How Retirement Assets Are Divided in a Divorce

For many divorcing couples, the division of assets is one of the most stressful aspects of the entire process. A lot hinges on this step—your financial well-being and future financial security largely depend on what you leave your marriage with. This is especially true when it comes to retirement assets, which will continue to grow after your divorce and until you retire.

It’s important to handle the division of retirement assets properly. Let us help you understand your options and choose a path forward. Call Holcomb & Johnson at 228-432-6652 to set up a free consultation.


Types of Retirement Funds

A full inventory of your retirement accounts is necessary to facilitate a fair and equitable distribution. These accounts may be valued differently and grow differently over time.

Employer-sponsored retirement plans are a common workplace benefit, with many employers offering 401(k)s that they match up to a certain amount. While pensions used to be the retirement plan of choice, fewer and fewer companies offer these as time goes on.

Individual retirement accounts, usually shortened to IRAs, offer significant tax benefits and flexibility. There are traditional and Roth IRA options.

Other options include those exclusively available to government employees, annuities, and other investments that are intended to be used for retirement.
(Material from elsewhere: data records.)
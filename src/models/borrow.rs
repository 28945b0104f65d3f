//! Internal borrow records

use chrono::NaiveDate;
use serde::{Deserialize, Serialize};
use sqlx::FromRow;
use utoipa::ToSchema;
use validator::Validate;

/// A member borrowing one item
#[derive(Debug, Clone, Serialize, Deserialize, FromRow, ToSchema)]
pub struct BorrowRecord {
    pub id: i32,
    pub borrowing_member_id: i32,
    pub item_id: i32,
    pub date_borrowed: NaiveDate,
    pub due_date: NaiveDate,
    pub auth_gatekeeper_borrow_id: Option<i32>,
    pub auth_gatekeeper_return_id: Option<i32>,
    pub date_returned: Option<NaiveDate>,
    pub member_address: String,
    pub member_phone_number: String,
    /// Librarian has checked the item back on the shelf
    pub verified_returned: bool,
}

impl BorrowRecord {
    pub fn is_overdue_on(&self, day: NaiveDate) -> bool {
        self.date_returned.is_none() && self.due_date < day
    }
}

/// Borrow record joined with item and member names
#[derive(Debug, Clone, Serialize, Deserialize, FromRow, ToSchema)]
pub struct BorrowRecordDetails {
    #[sqlx(flatten)]
    #[serde(flatten)]
    pub record: BorrowRecord,
    pub item_name: String,
    pub member_name: String,
    pub member_email: String,
}

/// Gatekeeper lending items to a member
#[derive(Debug, Deserialize, Validate, ToSchema)]
pub struct BorrowRequest {
    pub member_id: i32,
    #[validate(length(min = 1, message = "At least one item is required"))]
    pub item_ids: Vec<i32>,
    pub due_date: NaiveDate,
    #[validate(length(min = 1, max = 500, message = "Address is required"))]
    pub member_address: String,
    #[validate(length(min = 6, max = 20, message = "Phone number must be 6-20 characters"))]
    pub member_phone_number: String,
}

#[derive(Debug, Deserialize, Validate, ToSchema)]
pub struct ReturnRequest {
    #[validate(length(min = 1, message = "At least one record is required"))]
    pub record_ids: Vec<i32>,
}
Dividing Retirement Funds in a Divorce

It should come as no surprise that retirement accounts are often the most bitterly fought over in a divorce. Many assets have the potential to grow over time, but few are expected to grow until retirement. The money in these accounts is expected to sustain you through your golden years—giving up that type of security requires quite a bit of compromise and negotiation.

Mississippi, like many other states, follows the principle of equitable distribution when dividing assets. Instead of simply giving each partner half of the marital estate, Mississippi courts divvy up assets in a way that is fair to both parties. This may work out to a 50/50 division, but it may also be a very unbalanced division if one party is significantly more financially secure than the other.
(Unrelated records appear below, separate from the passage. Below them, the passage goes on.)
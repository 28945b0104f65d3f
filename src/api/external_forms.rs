//! External borrowing form endpoints

use axum::{
    extract::{Path, Query, State},
    http::StatusCode,
    Json,
};
use serde::Deserialize;
use utoipa::IntoParams;
use validator::Validate;

use crate::{
    error::AppResult,
    models::{
        enums::FormStatus,
        external::{
            ApproveExternalForm, CreateExternalForm, DenyRequest, ExternalBorrowingForm, ExternalFormDetails,
            ExternalItemsAction,
        },
    },
    AppState,
};

use super::AuthenticatedUser;

#[derive(Debug, Deserialize, IntoParams)]
pub struct FormListQuery {
    pub status: Option<FormStatus>,
}

/// Submit a request to borrow items for an outside event
#[utoipa::path(
    post,
    path = "/external-forms",
    tag = "external_forms",
    request_body = CreateExternalForm,
    responses(
        (status = 201, description = "Form submitted", body = ExternalFormDetails),
        (status = 400, description = "Invalid input")
    )
)]
pub async fn submit_form(
    State(state): State<AppState>,
    Json(data): Json<CreateExternalForm>,
) -> AppResult<(StatusCode, Json<ExternalFormDetails>)> {
    data.validate()?;

    let form = state.services.external_forms.submit(&data).await?;
    Ok((StatusCode::CREATED, Json(form)))
}

/// List forms, optionally by status
#[utoipa::path(
    get,
    path = "/external-forms",
    tag = "external_forms",
    security(("bearer_auth" = [])),
    params(FormListQuery),
    responses(
        (status = 200, description = "Forms", body = Vec<ExternalBorrowingForm>)
    )
)]
pub async fn list_forms(
    State(state): State<AppState>,
    AuthenticatedUser(claims): AuthenticatedUser,
    Query(query): Query<FormListQuery>,
) -> AppResult<Json<Vec<ExternalBorrowingForm>>> {
    claims.require_gatekeeper()?;

    let forms = state.services.external_forms.list(query.status).await?;
    Ok(Json(forms))
}

/// Get a form with its item records
#[utoipa::path(
    get,
    path = "/external-forms/{id}",
    tag = "external_forms",
    security(("bearer_auth" = [])),
    params(("id" = i32, Path, description = "Form ID")),
    responses(
        (status = 200, description = "Form details", body = ExternalFormDetails),
        (status = 404, description = "Form not found")
    )
)]
pub async fn get_form(
    State(state): State<AppState>,
    AuthenticatedUser(claims): AuthenticatedUser,
    Path(id): Path<i32>,
) -> AppResult<Json<ExternalFormDetails>> {
    claims.require_gatekeeper()?;

    let form = state.services.external_forms.get(id).await?;
    Ok(Json(form))
}

/// Approve a form and set its due date
#[utoipa::path(
    post,
    path = "/external-forms/{id}/approve",
    tag = "external_forms",
    security(("bearer_auth" = [])),
    params(("id" = i32, Path, description = "Form ID")),
    request_body = ApproveExternalForm,
    responses(
        (status = 200, description = "Form approved", body = ExternalFormDetails),
        (status = 422, description = "Form not awaiting approval, or items not free")
    )
)]
pub async fn approve_form(
    State(state): State<AppState>,
    AuthenticatedUser(claims): AuthenticatedUser,
    Path(id): Path<i32>,
    Json(data): Json<ApproveExternalForm>,
) -> AppResult<Json<ExternalFormDetails>> {
    claims.require_librarian()?;

    let form = state.services.external_forms.approve(id, &data).await?;
    Ok(Json(form))
}

/// Deny a form
#[utoipa::path(
    post,
    path = "/external-forms/{id}/deny",
    tag = "external_forms",
    security(("bearer_auth" = [])),
    params(("id" = i32, Path, description = "Form ID")),
    request_body = DenyRequest,
    responses(
        (status = 200, description = "Form denied", body = ExternalFormDetails),
        (status = 422, description = "Form not awaiting approval")
    )
)]
pub async fn deny_form(
    State(state): State<AppState>,
    AuthenticatedUser(claims): AuthenticatedUser,
    Path(id): Path<i32>,
    Json(data): Json<DenyRequest>,
) -> AppResult<Json<ExternalFormDetails>> {
    claims.require_librarian()?;

    let form = state
        .services
        .external_forms
        .deny(id, data.librarian_comments.as_deref())
        .await?;
    Ok(Json(form))
}

/// Hand items of an approved form over to the applicant
#[utoipa::path(
    post,
    path = "/external-forms/{id}/borrowed",
    tag = "external_forms",
    security(("bearer_auth" = [])),
    params(("id" = i32, Path, description = "Form ID")),
    request_body = ExternalItemsAction,
    responses(
        (status = 200, description = "Items marked borrowed", body = ExternalFormDetails),
        (status = 422, description = "Form not approved")
    )
)]
pub async fn mark_borrowed(
    State(state): State<AppState>,
    AuthenticatedUser(claims): AuthenticatedUser,
    Path(id): Path<i32>,
    Json(data): Json<ExternalItemsAction>,
) -> AppResult<Json<ExternalFormDetails>> {
    claims.require_gatekeeper()?;
    data.validate()?;

    let form = state
        .services
        .external_forms
        .mark_borrowed(id, &data, claims.member_id)
        .await?;
    Ok(Json(form))
}

/// Take items of an approved form back
#[utoipa::path(
    post,
    path = "/external-forms/{id}/returned",
    tag = "external_forms",
    security(("bearer_auth" = [])),
    params(("id" = i32, Path, description = "Form ID")),
    request_body = ExternalItemsAction,
    responses(
        (status = 200, description = "Items marked returned", body = ExternalFormDetails),
        (status = 422, description = "Form not approved, or items not out")
    )
)]
pub async fn mark_returned(
    State(state): State<AppState>,
    AuthenticatedUser(claims): AuthenticatedUser,
    Path(id): Path<i32>,
    Json(data): Json<ExternalItemsAction>,
) -> AppResult<Json<ExternalFormDetails>> {
    claims.require_gatekeeper()?;
    data.validate()?;

    let form = state
        .services
        .external_forms
        .mark_returned(id, &data, claims.member_id)
        .await?;
    Ok(Json(form))
}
You should work with an experienced divorce attorney when figuring out how to divide retirement funds. These accounts are heavily regulated at the state and federal levels. Withdrawing funds from them or transferring them without a plan can lead to serious financial penalties and tax implications. Generally, a QDRO will be drafted to ensure a smooth handover. A Qualified Domestic Relations Order specifies how retirement funds are to be allocated during a divorce. When you use this to transfer assets, you avoid incurring extra taxes or penalties.
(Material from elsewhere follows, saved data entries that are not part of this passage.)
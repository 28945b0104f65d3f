//! Control panel: bulk rank and membership operations for the committee

use std::collections::{BTreeMap, BTreeSet};

use serde::Serialize;
use utoipa::ToSchema;

use crate::{
    error::{AppError, AppResult},
    models::{
        account::SessionClaims,
        enums::RankName,
        rank::{
            AssignRankRequest, ExpireRankRequest, NewAssignment, PositionChange, RankAssignment, Tier,
            TransferPlan,
        },
    },
    repository::Repository,
};

use super::today;

/// An operation offered on the control panel
#[derive(Debug, Clone, Serialize, ToSchema)]
pub struct ControlPanelOperation {
    pub name: &'static str,
    pub description: &'static str,
    pub method: &'static str,
    pub path: &'static str,
    pub required_tier: Tier,
}

const OPERATIONS: &[ControlPanelOperation] = &[
    ControlPanelOperation {
        name: "assign_rank",
        description: "Give a rank to a list of members",
        method: "POST",
        path: "/api/v1/control-panel/ranks/assign",
        required_tier: Tier::Committee,
    },
    ControlPanelOperation {
        name: "expire_rank",
        description: "Expire a rank for a list of members",
        method: "POST",
        path: "/api/v1/control-panel/ranks/expire",
        required_tier: Tier::Committee,
    },
    ControlPanelOperation {
        name: "purge_gatekeepers",
        description: "Expire the gatekeeper rank of every member who is not on the committee",
        method: "POST",
        path: "/api/v1/control-panel/purge-gatekeepers",
        required_tier: Tier::Executive,
    },
    ControlPanelOperation {
        name: "expire_memberships",
        description: "Mark every membership as expired",
        method: "POST",
        path: "/api/v1/control-panel/expire-memberships",
        required_tier: Tier::Executive,
    },
    ControlPanelOperation {
        name: "committee_transfer",
        description: "Hand committee positions to new holders",
        method: "POST",
        path: "/api/v1/control-panel/committee-transfer",
        required_tier: Tier::Executive,
    },
];

#[derive(Debug, Clone, Serialize, ToSchema)]
pub struct BulkRankResult {
    pub rank: RankName,
    pub affected: u64,
}

fn check_positions(requested: &BTreeMap<RankName, i32>) -> AppResult<()> {
    match requested.keys().find(|r| !r.is_committee_position()) {
        Some(rank) => Err(AppError::Validation(format!(
            "positions: {} is not a committee position",
            rank
        ))),
        None => Ok(()),
    }
}

/// Work out which assignments a committee transfer expires and creates.
///
/// `current` holds the active assignments of every committee position and
/// of COMMITTEE itself.
pub fn plan_committee_transfer(
    current: &[RankAssignment],
    requested: &BTreeMap<RankName, i32>,
) -> AppResult<TransferPlan> {
    check_positions(requested)?;

    let mut plan = TransferPlan::default();
    let mut expired: BTreeSet<i32> = BTreeSet::new();

    for (&position, &incoming) in requested {
        let holders: Vec<&RankAssignment> = current.iter().filter(|a| a.rank_name == position).collect();
        let already_held = holders.iter().any(|a| a.member_id == incoming);
        let leaving: Vec<&RankAssignment> = holders.into_iter().filter(|a| a.member_id != incoming).collect();

        if already_held && leaving.is_empty() {
            continue;
        }

        let mut outgoing: Vec<i32> = Vec::new();
        for assignment in leaving {
            expired.insert(assignment.id);
            if !outgoing.contains(&assignment.member_id) {
                outgoing.push(assignment.member_id);
            }
        }
        if !already_held {
            plan.new_assignments.push(NewAssignment {
                member_id: incoming,
                rank: position,
            });
        }
        plan.changes.push(PositionChange {
            position,
            outgoing,
            incoming,
        });
    }

    // Positions each member holds once the transfer is done
    let mut positions_after: BTreeMap<i32, usize> = BTreeMap::new();
    for assignment in current {
        if assignment.rank_name.is_committee_position() && !expired.contains(&assignment.id) {
            *positions_after.entry(assignment.member_id).or_default() += 1;
        }
    }
    for assignment in &plan.new_assignments {
        *positions_after.entry(assignment.member_id).or_default() += 1;
    }

    let has_committee = |member_id: i32| {
        current
            .iter()
            .any(|a| a.member_id == member_id && a.rank_name == RankName::Committee)
    };

    for change in &plan.changes {
        if !has_committee(change.incoming) && !plan.committee_added.contains(&change.incoming) {
            plan.committee_added.push(change.incoming);
            plan.new_assignments.push(NewAssignment {
                member_id: change.incoming,
                rank: RankName::Committee,
            });
        }
    }

    let outgoing: BTreeSet<i32> = plan.changes.iter().flat_map(|c| c.outgoing.iter().copied()).collect();
    for member_id in outgoing {
        if positions_after.get(&member_id).copied().unwrap_or(0) > 0 {
            continue;
        }
        let committee: Vec<i32> = current
            .iter()
            .filter(|a| a.member_id == member_id && a.rank_name == RankName::Committee)
            .map(|a| a.id)
            .collect();
        if !committee.is_empty() {
            expired.extend(committee);
            plan.committee_removed.push(member_id);
        }
    }

    plan.expire_assignment_ids = expired.into_iter().collect();
    Ok(plan)
}

#[derive(Clone)]
pub struct ControlPanelService {
    repository: Repository,
}

impl ControlPanelService {
    pub fn new(repository: Repository) -> Self {
        Self { repository }
    }

    /// Operations the caller is allowed to run
    pub fn operations(&self, claims: &SessionClaims) -> Vec<ControlPanelOperation> {
        let tier = claims.tier();
        OPERATIONS
            .iter()
            .filter(|op| tier >= op.required_tier)
            .cloned()
            .collect()
    }

    pub async fn purge_gatekeepers(&self) -> AppResult<u64> {
        let purged = self.repository.ranks.purge_gatekeepers(today()).await?;
        tracing::info!(purged, "Gatekeeper ranks purged");
        Ok(purged)
    }

    pub async fn expire_memberships(&self) -> AppResult<u64> {
        let expired = self.repository.members.expire_all_memberships().await?;
        tracing::info!(expired, "Memberships expired");
        Ok(expired)
    }

    /// Plan and apply a committee transfer in one transaction
    pub async fn committee_transfer(&self, requested: &BTreeMap<RankName, i32>) -> AppResult<TransferPlan> {
        check_positions(requested)?;
        let day = today();
        let incoming: Vec<i32> = requested.values().copied().collect();
        self.check_members_exist(&incoming).await?;

        let mut tracked: Vec<RankName> = RankName::COMMITTEE_POSITIONS.to_vec();
        tracked.push(RankName::Committee);
        let current = self.repository.ranks.active_assignments(&tracked, day).await?;

        let plan = plan_committee_transfer(&current, requested)?;
        if plan.is_empty() {
            tracing::info!("Committee transfer requested with no changes");
            return Ok(plan);
        }

        self.repository.ranks.apply_transfer(&plan, day).await?;
        for change in &plan.changes {
            tracing::info!(
                position = %change.position,
                incoming = change.incoming,
                outgoing = ?change.outgoing,
                "Committee position transferred"
            );
        }
        Ok(plan)
    }

    pub async fn assign_rank(&self, claims: &SessionClaims, data: &AssignRankRequest) -> AppResult<BulkRankResult> {
        require_rank_permission(claims, data.rank)?;
        self.check_members_exist(&data.member_ids).await?;

        let assignment_date = data.assignment_date.unwrap_or_else(today);
        if let Some(expired) = data.expired_date {
            if expired <= assignment_date {
                return Err(AppError::Validation(
                    "expired_date: must be after the assignment date".to_string(),
                ));
            }
        }

        let affected = self
            .repository
            .ranks
            .assign(&data.member_ids, data.rank, assignment_date, data.expired_date)
            .await?;
        tracing::info!(rank = %data.rank, affected, by = %claims.sub, "Rank assigned");
        Ok(BulkRankResult {
            rank: data.rank,
            affected,
        })
    }

    pub async fn expire_rank(&self, claims: &SessionClaims, data: &ExpireRankRequest) -> AppResult<BulkRankResult> {
        require_rank_permission(claims, data.rank)?;

        let affected = self
            .repository
            .ranks
            .expire(&data.member_ids, data.rank, today())
            .await?;
        tracing::info!(rank = %data.rank, affected, by = %claims.sub, "Rank expired");
        Ok(BulkRankResult {
            rank: data.rank,
            affected,
        })
    }

    async fn check_members_exist(&self, member_ids: &[i32]) -> AppResult<()> {
        for &id in member_ids {
            self.repository.members.get_by_id(id).await?;
        }
        Ok(())
    }
}

fn require_rank_permission(claims: &SessionClaims, rank: RankName) -> AppResult<()> {
    claims.require_committee()?;
    if rank.is_committee_position() {
        claims.require_executive()?;
    }
    Ok(())
}

#[cfg(test)]
mod tests {
    use super::*;
    use chrono::NaiveDate;

    fn assignment(id: i32, member_id: i32, rank: RankName) -> RankAssignment {
        RankAssignment {
            id,
            member_id,
            rank_id: 0,
            rank_name: rank,
            assignment_date: NaiveDate::from_ymd_opt(2020, 3, 1).unwrap(),
            expired_date: None,
        }
    }

    fn request(pairs: &[(RankName, i32)]) -> BTreeMap<RankName, i32> {
        pairs.iter().copied().collect()
    }

    #[test]
    fn test_rejects_non_position_ranks() {
        let result = plan_committee_transfer(&[], &request(&[(RankName::Gatekeeper, 1)]));
        assert!(matches!(result, Err(AppError::Validation(_))));
    }

    #[test]
    fn test_unchanged_holder_is_a_no_op() {
        let current = vec![
            assignment(1, 10, RankName::President),
            assignment(2, 10, RankName::Committee),
        ];
        let plan = plan_committee_transfer(&current, &request(&[(RankName::President, 10)])).unwrap();
        assert!(plan.is_empty());
        assert!(plan.changes.is_empty());
    }

    #[test]
    fn test_outgoing_holder_loses_committee() {
        let current = vec![
            assignment(1, 10, RankName::President),
            assignment(2, 10, RankName::Committee),
        ];
        let plan = plan_committee_transfer(&current, &request(&[(RankName::President, 20)])).unwrap();

        assert_eq!(plan.expire_assignment_ids, vec![1, 2]);
        assert_eq!(plan.committee_added, vec![20]);
        assert_eq!(plan.committee_removed, vec![10]);
        assert!(plan.new_assignments.contains(&NewAssignment {
            member_id: 20,
            rank: RankName::President
        }));
        assert!(plan.new_assignments.contains(&NewAssignment {
            member_id: 20,
            rank: RankName::Committee
        }));
    }

    #[test]
    fn test_outgoing_holder_with_other_position_keeps_committee() {
        let current = vec![
            assignment(1, 10, RankName::President),
            assignment(2, 10, RankName::Treasurer),
            assignment(3, 10, RankName::Committee),
            assignment(4, 20, RankName::Committee),
        ];
        let plan = plan_committee_transfer(&current, &request(&[(RankName::President, 20)])).unwrap();

        assert_eq!(plan.expire_assignment_ids, vec![1]);
        assert!(plan.committee_removed.is_empty());
        assert!(plan.committee_added.is_empty());
        assert_eq!(
            plan.new_assignments,
            vec![NewAssignment {
                member_id: 20,
                rank: RankName::President
            }]
        );
    }

    #[test]
    fn test_swap_keeps_both_on_committee() {
        let current = vec![
            assignment(1, 10, RankName::Secretary),
            assignment(2, 20, RankName::Treasurer),
            assignment(3, 10, RankName::Committee),
            assignment(4, 20, RankName::Committee),
        ];
        let plan = plan_committee_transfer(
            &current,
            &request(&[(RankName::Secretary, 20), (RankName::Treasurer, 10)]),
        )
        .unwrap();

        assert_eq!(plan.expire_assignment_ids, vec![1, 2]);
        assert!(plan.committee_removed.is_empty());
        assert!(plan.committee_added.is_empty());
        assert_eq!(plan.changes.len(), 2);
    }

    #[test]
    fn test_vacant_position_filled() {
        let plan = plan_committee_transfer(&[], &request(&[(RankName::Librarian, 7)])).unwrap();
        assert!(plan.expire_assignment_ids.is_empty());
        assert_eq!(plan.changes[0].outgoing, Vec::<i32>::new());
        assert_eq!(plan.committee_added, vec![7]);
        assert_eq!(plan.new_assignments.len(), 2);
    }
}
What Affects the Division of Assets?

A number of factors affect how your retirement funds may be divided. These factors include:

  • The length of the marriage
  • What financial and non-financial contributions each partner made to the marriage
  • Prenuptial and postnuptial agreements
  • Whether or not alimony is being ordered
  • Each party’s individual assets
  • Each party’s health and ability to work


Negotiating for Your Future

If you are worried about the future of your retirement accounts, discuss your concerns with your attorney. There are options if you want to keep your accounts. If your spouse is willing to compromise, you may use the offset method to maintain control of your retirement funds. This involves giving the other party a greater share of other marital assets in exchange for your retirement accounts.

For example, they may get full ownership of the marital home, a bigger share of the marital bank account, or other assets. You may also trade non-financial assets that have value to them, such as family antiques or nostalgic items. Your attorney will guide negotiations—you don’t want to appear so invested in your retirement accounts that your spouse tries to take everything else, but you also want to make it clear that you are willing to negotiate.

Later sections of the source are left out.